START Given entries

use std::sync::Arc;
use std::time::Duration;

use rvk_shelfmark::domain::{FetchError, ResponseStore, SchedulingGate, SourceName};
use rvk_shelfmark::infrastructure::{ExecutorConfig, RecordingGate, SqliteResponseCache};
use rvk_shelfmark::services::QueryExecutor;
use tokio_util::sync::CancellationToken;
use wiremock::matchers::{method, path};
use wiremock::{Mock, MockServer, ResponseTemplate};

// Helper to open an in-memory response cache
async fn memory_cache() -> Arc<SqliteResponseCache> {
    Arc::new(
        SqliteResponseCache::open("sqlite::memory:", chrono::Duration::days(30))
            .await
            .expect("Failed to open cache"),
    )
}

// Helper to build an executor over a recording gate
fn executor(
    config: ExecutorConfig,
    cache: Arc<SqliteResponseCache>,
    gate: Arc<RecordingGate>,
    cancel: CancellationToken,
) -> QueryExecutor {
    let store: Arc<dyn ResponseStore> = cache;
    let gate: Arc<dyn SchedulingGate> = gate;
    QueryExecutor::new(config, store, gate, cancel).expect("Failed to build executor")
}

#[tokio::test]
async fn test_persistent_timeout_backs_off_1_2_4_seconds() {
    let server = MockServer::start().await;
    Mock::given(method("GET"))
        .and(path("/dnb"))
        .respond_with(
            ResponseTemplate::new(200)
                .set_body_string("<record/>")
                .set_delay(Duration::from_secs(2)),
        )
        .mount(&server)
        .await;

    let gate = Arc::new(RecordingGate::new());
    let config = ExecutorConfig {
        timeout: Duration::from_millis(100),
        ..Default::default()
    };
    let executor = executor(config, memory_cache().await, gate.clone(), CancellationToken::new());

    let url = format!("{}/dnb?query=isbn=1", server.uri());
    let err = executor.fetch(SourceName::Dnb, &url).await.unwrap_err();

    assert_eq!(
        err,
        FetchError::Timeout {
            service: SourceName::Dnb,
            attempts: 4
        }
    );
    assert_eq!(
        gate.sleeps(),
        vec![
            Duration::from_secs(1),
            Duration::from_secs(2),
            Duration::from_secs(4)
        ]
    );

    let stats = executor.stats(SourceName::Dnb);
    assert_eq!(stats.network_calls, 4);
    assert_eq!(stats.retries, 3);
    assert_eq!(stats.failures, 1);
}

#[tokio::test]
async fn test_http_error_is_not_retried() {
    let server = MockServer::start().await;
    Mock::given(method("GET"))
        .and(path("/slsp"))
        .respond_with(ResponseTemplate::new(500))
        .expect(1)
        .mount(&server)
        .await;

    let gate = Arc::new(RecordingGate::new());
    let executor = executor(
        ExecutorConfig::default(),
        memory_cache().await,
        gate.clone(),
        CancellationToken::new(),
    );

    let url = format!("{}/slsp?query=isbn=1", server.uri());
    let err = executor.fetch(SourceName::Slsp, &url).await.unwrap_err();

    assert_eq!(
        err,
        FetchError::Http {
            service: SourceName::Slsp,
            status: 500
        }
    );
    // No backoff, and no pacing after a failed round-trip
    assert!(gate.sleeps().is_empty());
}

#[tokio::test]
async fn test_network_error_is_not_retried() {
    let gate = Arc::new(RecordingGate::new());
    let executor = executor(
        ExecutorConfig::default(),
        memory_cache().await,
        gate.clone(),
        CancellationToken::new(),
    );

    // Nothing listens on port 9 of localhost
    let err = executor
        .fetch(SourceName::B3Kat, "http://127.0.0.1:9/b3kat?query=isbn=1")
        .await
        .unwrap_err();

    assert!(matches!(err, FetchError::Network { service: SourceName::B3Kat, .. }));
    assert!(gate.sleeps().is_empty());
    assert_eq!(executor.stats(SourceName::B3Kat).network_calls, 1);
}

#[tokio::test]
async fn test_cache_hit_skips_network_and_pacing() {
    let server = MockServer::start().await;
    Mock::given(method("GET"))
        .and(path("/dnb"))
        .respond_with(ResponseTemplate::new(200).set_body_string("<record/>"))
        .expect(1)
        .mount(&server)
        .await;

    let gate = Arc::new(RecordingGate::new());
    let executor = executor(
        ExecutorConfig::default(),
        memory_cache().await,
        gate.clone(),
        CancellationToken::new(),
    );
    let url = format!("{}/dnb?query=isbn=978-3-1", server.uri());

    let first = executor.fetch(SourceName::Dnb, &url).await.unwrap();
    assert_eq!(first, b"<record/>");
    assert_eq!(gate.sleeps(), vec![Duration::from_millis(1000)]);
    assert_eq!(gate.window_checks(), vec![SourceName::Dnb]);

    gate.clear();
    let second = executor.fetch(SourceName::Dnb, &url).await.unwrap();
    assert_eq!(second, first);
    assert!(gate.sleeps().is_empty());
    assert!(gate.window_checks().is_empty());
    assert_eq!(executor.stats(SourceName::Dnb).cache_hits, 1);
    assert_eq!(executor.stats(SourceName::Dnb).network_calls, 1);
}

#[tokio::test]
async fn test_label_service_uses_its_own_pacing() {
    let server = MockServer::start().await;
    Mock::given(method("GET"))
        .and(path("/rvk/AB+123"))
        .respond_with(ResponseTemplate::new(200).set_body_string("{}"))
        .mount(&server)
        .await;

    let gate = Arc::new(RecordingGate::new());
    let executor = executor(
        ExecutorConfig::default(),
        memory_cache().await,
        gate.clone(),
        CancellationToken::new(),
    );

    let url = format!("{}/rvk/AB+123?json", server.uri());
    executor.fetch(SourceName::Rvk, &url).await.unwrap();
    assert_eq!(gate.sleeps(), vec![Duration::from_millis(500)]);
}

#[tokio::test]
async fn test_cache_survives_restart() {
    let server = MockServer::start().await;
    Mock::given(method("GET"))
        .and(path("/b3kat"))
        .respond_with(ResponseTemplate::new(200).set_body_string("<record>persisted</record>"))
        .expect(1)
        .mount(&server)
        .await;

    let dir = tempfile::tempdir().unwrap();
    let db_url = format!("sqlite://{}?mode=rwc", dir.path().join("cache.db").display());
    let url = format!("{}/b3kat?query=isbn=978-3-1", server.uri());

    {
        let cache = Arc::new(
            SqliteResponseCache::open(&db_url, chrono::Duration::days(30))
                .await
                .unwrap(),
        );
        let gate = Arc::new(RecordingGate::new());
        let executor = executor(
            ExecutorConfig::default(),
            cache.clone(),
            gate,
            CancellationToken::new(),
        );
        executor.fetch(SourceName::B3Kat, &url).await.unwrap();
        drop(executor);

        let cache = Arc::try_unwrap(cache).ok().expect("cache still shared");
        cache.close().await.unwrap();
    }

    let cache = Arc::new(
        SqliteResponseCache::open(&db_url, chrono::Duration::days(30))
            .await
            .unwrap(),
    );
    let gate = Arc::new(RecordingGate::new());
    let executor = executor(
        ExecutorConfig::default(),
        cache,
        gate.clone(),
        CancellationToken::new(),
    );

    let body = executor.fetch(SourceName::B3Kat, &url).await.unwrap();
    assert_eq!(body, b"<record>persisted</record>");
    assert!(gate.sleeps().is_empty());
}

#[tokio::test]
async fn test_cancelled_executor_makes_no_request() {
    let server = MockServer::start().await;
    Mock::given(method("GET"))
        .respond_with(ResponseTemplate::new(200))
        .expect(0)
        .mount(&server)
        .await;

    let cancel = CancellationToken::new();
    cancel.cancel();
    let gate = Arc::new(RecordingGate::new());
    let executor = executor(ExecutorConfig::default(), memory_cache().await, gate, cancel);

    let url = format!("{}/dnb?query=isbn=1", server.uri());
    let err = executor.fetch(SourceName::Dnb, &url).await.unwrap_err();
    assert_eq!(err, FetchError::Cancelled);
    assert!(err.is_fatal());
}

#[tokio::test]
async fn test_cancel_interrupts_in_flight_request() {
    let server = MockServer::start().await;
    Mock::given(method("GET"))
        .respond_with(ResponseTemplate::new(200).set_delay(Duration::from_secs(10)))
        .mount(&server)
        .await;

    let cancel = CancellationToken::new();
    let gate = Arc::new(RecordingGate::new());
    let executor = executor(
        ExecutorConfig::default(),
        memory_cache().await,
        gate,
        cancel.clone(),
    );

    let trigger = cancel.clone();
    tokio::spawn(async move {
        tokio::time::sleep(Duration::from_millis(100)).await;
        trigger.cancel();
    });

    let url = format!("{}/dnb?query=isbn=1", server.uri());
    let started = std::time::Instant::now();
    let err = executor.fetch(SourceName::Dnb, &url).await.unwrap_err();

    assert_eq!(err, FetchError::Cancelled);
    assert!(started.elapsed() < Duration::from_secs(5));
}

END Given entries

Exercise: Exact reproduction is required. Give the lines of the data from its first line through the line containing "let gate: Arc<dyn SchedulingGate> = gate;", and no others.

Response:
use std::sync::Arc;
use std::time::Duration;

use rvk_shelfmark::domain::{FetchError, ResponseStore, SchedulingGate, SourceName};
use rvk_shelfmark::infrastructure::{ExecutorConfig, RecordingGate, SqliteResponseCache};
use rvk_shelfmark::services::QueryExecutor;
use tokio_util::sync::CancellationToken;
use wiremock::matchers::{method, path};
use wiremock::{Mock, MockServer, ResponseTemplate};

// Helper to open an in-memory response cache
async fn memory_cache() -> Arc<SqliteResponseCache> {
    Arc::new(
        SqliteResponseCache::open("sqlite::memory:", chrono::Duration::days(30))
            .await
            .expect("Failed to open cache"),
    )
}

// Helper to build an executor over a recording gate
fn executor(
    config: ExecutorConfig,
    cache: Arc<SqliteResponseCache>,
    gate: Arc<RecordingGate>,
    cancel: CancellationToken,
) -> QueryExecutor {
    let store: Arc<dyn ResponseStore> = cache;
    let gate: Arc<dyn SchedulingGate> = gate;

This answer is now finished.